- _Task to carry out_:
Pull out every line below that holds the word "join".

- _Records shown_:
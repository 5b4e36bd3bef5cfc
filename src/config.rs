use serde::{Deserialize, Serialize};
use std::net::IpAddr;
use std::path::PathBuf;
use std::str::FromStr;

use crate::error::{AppError, Result};

#[derive(Debug, Clone, Serialize, Deserialize)]
pub struct Config {
    #[serde(default = "default_host")]
    pub host: String,
    #[serde(default = "default_port")]
    pub port: u16,

    #[serde(default = "default_db_path")]
    pub db_path: String,
    #[serde(default = "default_newsletter_path")]
    pub newsletter_path: String,

    pub anthropic_api_key: Option<String>,
    pub omnivore_api_key: Option<String>,
    #[serde(default = "default_omnivore_label")]
    pub omnivore_label: String,
    pub slack_bot_token: Option<String>,
    pub slack_signing_secret: Option<String>,

    #[serde(default = "default_rate_limit")]
    pub rate_limit_per_minute: u32,
    /// Reverse proxies whose `X-Forwarded-For` header is believed.
    #[serde(default)]
    pub trusted_proxies: Vec<IpAddr>,

    #[serde(default = "default_minimum_item_count")]
    pub minimum_item_count: usize,
    #[serde(default = "default_maximum_item_count")]
    pub maximum_item_count: usize,
    #[serde(default = "default_days_to_check")]
    pub days_to_check: i64,
    #[serde(default = "default_maximum_days_to_check")]
    pub maximum_days_to_check: i64,

    #[serde(default = "default_long_article_count")]
    pub long_article_count: usize,
    #[serde(default = "default_short_article_count")]
    pub short_article_count: usize,

    #[serde(default = "default_recency_boost")]
    pub recency_boost: f64,
    #[serde(default = "default_recent_window_days")]
    pub recent_window_days: f64,
    #[serde(default = "default_stale_after_days")]
    pub stale_after_days: i64,

    #[serde(default = "default_allowed_hosts")]
    pub allowed_hosts: Vec<String>,
    #[serde(default = "default_log_level")]
    pub log_level: String,
    /// Reactions that trigger a save. `None` means any reaction does.
    #[serde(default)]
    pub trigger_emojis: Option<Vec<String>>,
}

fn default_host() -> String {
    "127.0.0.1".to_string()
}

fn default_port() -> u16 {
    8000
}

fn data_dir() -> PathBuf {
    let data_dir = dirs::data_dir()
        .unwrap_or_else(|| PathBuf::from("."))
        .join("bedtime-reading");
    std::fs::create_dir_all(&data_dir).ok();
    data_dir
}

fn default_db_path() -> String {
    data_dir().join("items.db").to_string_lossy().to_string()
}

fn default_newsletter_path() -> String {
    data_dir()
        .join("newsletter.html")
        .to_string_lossy()
        .to_string()
}

fn default_omnivore_label() -> String {
    "slack-import".to_string()
}

fn default_rate_limit() -> u32 {
    20
}

fn default_minimum_item_count() -> usize {
    10
}

fn default_maximum_item_count() -> usize {
    50
}

fn default_days_to_check() -> i64 {
    14
}

fn default_maximum_days_to_check() -> i64 {
    56
}

fn default_long_article_count() -> usize {
    3
}

fn default_short_article_count() -> usize {
    4
}

fn default_recency_boost() -> f64 {
    1000.0
}

fn default_recent_window_days() -> f64 {
    7.0
}

fn default_stale_after_days() -> i64 {
    7
}

fn default_allowed_hosts() -> Vec<String> {
    vec!["localhost".to_string(), "127.0.0.1".to_string()]
}

fn default_log_level() -> String {
    "info".to_string()
}

impl Default for Config {
    fn default() -> Self {
        Self {
            host: default_host(),
            port: default_port(),
            db_path: default_db_path(),
            newsletter_path: default_newsletter_path(),
            anthropic_api_key: None,
            omnivore_api_key: None,
            omnivore_label: default_omnivore_label(),
            slack_bot_token: None,
            slack_signing_secret: None,
            rate_limit_per_minute: default_rate_limit(),
            trusted_proxies: Vec::new(),
            minimum_item_count: default_minimum_item_count(),
            maximum_item_count: default_maximum_item_count(),
            days_to_check: default_days_to_check(),
            maximum_days_to_check: default_maximum_days_to_check(),
            long_article_count: default_long_article_count(),
            short_article_count: default_short_article_count(),
            recency_boost: default_recency_boost(),
            recent_window_days: default_recent_window_days(),
            stale_after_days: default_stale_after_days(),
            allowed_hosts: default_allowed_hosts(),
            log_level: default_log_level(),
            trigger_emojis: None,
        }
    }
}

impl Config {
    /// Reads the config file (creating it with defaults on first run) and
    /// then applies environment overrides, including any from `.env`.
    pub fn load() -> Result<Self> {
        let config_path = Self::config_path();

        let mut config = if config_path.exists() {
            let content = std::fs::read_to_string(&config_path)?;
            toml::from_str::<Config>(&content)?
        } else {
            let config = Config::default();
            config.save()?;
            config
        };

        dotenvy::dotenv().ok();
        config.apply_env(|key| std::env::var(key).ok())?;
        Ok(config)
    }

    pub fn save(&self) -> Result<()> {
        let config_path = Self::config_path();
        if let Some(parent) = config_path.parent() {
            std::fs::create_dir_all(parent)?;
        }
        let content = toml::to_string_pretty(self)
            .map_err(|e| AppError::Config(e.to_string()))?;
        std::fs::write(config_path, content)?;
        Ok(())
    }

    pub fn config_path() -> PathBuf {
        dirs::config_dir()
            .unwrap_or_else(|| PathBuf::from("."))
            .join("bedtime-reading")
            .join("config.toml")
    }

    pub fn apply_env<F>(&mut self, lookup: F) -> Result<()>
    where
        F: Fn(&str) -> Option<String>,
    {
        if let Some(v) = lookup("HOST") {
            self.host = v;
        }
        if let Some(v) = lookup("PORT") {
            self.port = parse_env("PORT", &v)?;
        }
        if let Some(v) = lookup("DB_PATH") {
            self.db_path = v;
        }
        if let Some(v) = lookup("NEWSLETTER_PATH") {
            self.newsletter_path = v;
        }
        if let Some(v) = lookup("ANTHROPIC_API_KEY") {
            self.anthropic_api_key = Some(v);
        }
        if let Some(v) = lookup("OMNIVORE_API_KEY") {
            self.omnivore_api_key = Some(v);
        }
        if let Some(v) = lookup("OMNIVORE_LABEL") {
            self.omnivore_label = v;
        }
        if let Some(v) = lookup("SLACK_BOT_TOKEN") {
            self.slack_bot_token = Some(v);
        }
        if let Some(v) = lookup("SLACK_SIGNING_SECRET") {
            self.slack_signing_secret = Some(v);
        }
        if let Some(v) = lookup("RATE_LIMIT_PER_MINUTE") {
            self.rate_limit_per_minute = parse_env("RATE_LIMIT_PER_MINUTE", &v)?;
        }
        if let Some(v) = lookup("TRUSTED_PROXIES") {
            self.trusted_proxies = split_list(&v)
                .iter()
                .map(|ip| parse_env("TRUSTED_PROXIES", ip))
                .collect::<Result<_>>()?;
        }
        if let Some(v) = lookup("MINIMUM_ITEM_COUNT") {
            self.minimum_item_count = parse_env("MINIMUM_ITEM_COUNT", &v)?;
        }
        if let Some(v) = lookup("MAXIMUM_ITEM_COUNT") {
            self.maximum_item_count = parse_env("MAXIMUM_ITEM_COUNT", &v)?;
        }
        if let Some(v) = lookup("DAYS_TO_CHECK") {
            self.days_to_check = parse_env("DAYS_TO_CHECK", &v)?;
        }
        if let Some(v) = lookup("MAXIMUM_DAYS_TO_CHECK") {
            self.maximum_days_to_check = parse_env("MAXIMUM_DAYS_TO_CHECK", &v)?;
        }
        if let Some(v) = lookup("NUMBER_OF_LONG_ARTICLES") {
            self.long_article_count = parse_env("NUMBER_OF_LONG_ARTICLES", &v)?;
        }
        if let Some(v) = lookup("NUMBER_OF_SHORT_ARTICLES") {
            self.short_article_count = parse_env("NUMBER_OF_SHORT_ARTICLES", &v)?;
        }
        if let Some(v) = lookup("RECENCY_BOOST") {
            self.recency_boost = parse_env("RECENCY_BOOST", &v)?;
        }
        if let Some(v) = lookup("RECENT_WINDOW_DAYS") {
            self.recent_window_days = parse_env("RECENT_WINDOW_DAYS", &v)?;
        }
        if let Some(v) = lookup("STALE_AFTER_DAYS") {
            self.stale_after_days = parse_env("STALE_AFTER_DAYS", &v)?;
        }
        if let Some(v) = lookup("ALLOWED_HOSTS") {
            self.allowed_hosts = split_list(&v);
        }
        if let Some(v) = lookup("LOG_LEVEL") {
            self.log_level = v.to_lowercase();
        }
        if let Some(v) = lookup("TRIGGER_EMOJIS") {
            let emojis = split_list(&v);
            self.trigger_emojis = (!emojis.is_empty()).then_some(emojis);
        }
        Ok(())
    }

    pub fn tier_counts(&self) -> (usize, usize) {
        (self.long_article_count, self.short_article_count)
    }
}

fn parse_env<T: FromStr>(key: &str, value: &str) -> Result<T> {
    value
        .trim()
        .parse()
        .map_err(|_| AppError::Config(format!("{key} has an invalid value: {value:?}")))
}

fn split_list(value: &str) -> Vec<String> {
    value
        .split(',')
        .map(|s| s.trim().to_string())
        .filter(|s| !s.is_empty())
        .collect()
}

#[cfg(test)]
mod tests {
    use super::*;
    use std::collections::HashMap;
    use tokio_test::{assert_err, assert_ok};

    fn env(pairs: &[(&str, &str)]) -> HashMap<String, String> {
        pairs
            .iter()
            .map(|(k, v)| (k.to_string(), v.to_string()))
            .collect()
    }

    #[test]
    fn env_overrides_file_values() {
        let vars = env(&[
            ("PORT", "9000"),
            ("NUMBER_OF_LONG_ARTICLES", "5"),
            ("ALLOWED_HOSTS", "reading.example.com, localhost ,"),
            ("TRIGGER_EMOJIS", "bookmark,eyes"),
            ("LOG_LEVEL", "DEBUG"),
        ]);
        let mut config = Config::default();
        assert_ok!(config.apply_env(|k| vars.get(k).cloned()));

        assert_eq!(config.port, 9000);
        assert_eq!(config.tier_counts(), (5, 4));
        assert_eq!(config.allowed_hosts, vec!["reading.example.com", "localhost"]);
        assert_eq!(
            config.trigger_emojis,
            Some(vec!["bookmark".to_string(), "eyes".to_string()])
        );
        assert_eq!(config.log_level, "debug");
    }

    #[test]
    fn empty_trigger_list_means_any_reaction() {
        let vars = env(&[("TRIGGER_EMOJIS", " , ")]);
        let mut config = Config::default();
        assert_ok!(config.apply_env(|k| vars.get(k).cloned()));
        assert_eq!(config.trigger_emojis, None);
    }

    #[test]
    fn rejects_unparseable_numbers() {
        let vars = env(&[("RATE_LIMIT_PER_MINUTE", "lots")]);
        let mut config = Config::default();
        let err = assert_err!(config.apply_env(|k| vars.get(k).cloned()));
        assert!(err.to_string().contains("RATE_LIMIT_PER_MINUTE"));
    }

    #[test]
    fn trusted_proxies_from_env() {
        let vars = env(&[("TRUSTED_PROXIES", "10.0.0.1, ::1")]);
        let mut config = Config::default();
        assert_ok!(config.apply_env(|k| vars.get(k).cloned()));
        assert_eq!(
            config.trusted_proxies,
            vec!["10.0.0.1".parse::<IpAddr>().unwrap(), "::1".parse().unwrap()]
        );

        let vars = env(&[("TRUSTED_PROXIES", "proxy.internal")]);
        assert_err!(config.apply_env(|k| vars.get(k).cloned()));
    }

    #[test]
    fn partial_toml_falls_back_to_defaults() {
        let config: Config = toml::from_str("port = 8123\nminimum_item_count = 3\n").unwrap();
        assert_eq!(config.port, 8123);
        assert_eq!(config.minimum_item_count, 3);
        assert_eq!(config.maximum_item_count, 50);
        assert_eq!(config.recency_boost, 1000.0);
        assert!(config.trusted_proxies.is_empty());
    }
}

- _Solution to this exercise_:
        .join("bedtime-reading");
    data_dir().join("items.db").to_string_lossy().to_string()
        .join("newsletter.html")
            .join("bedtime-reading")
            .join("config.toml")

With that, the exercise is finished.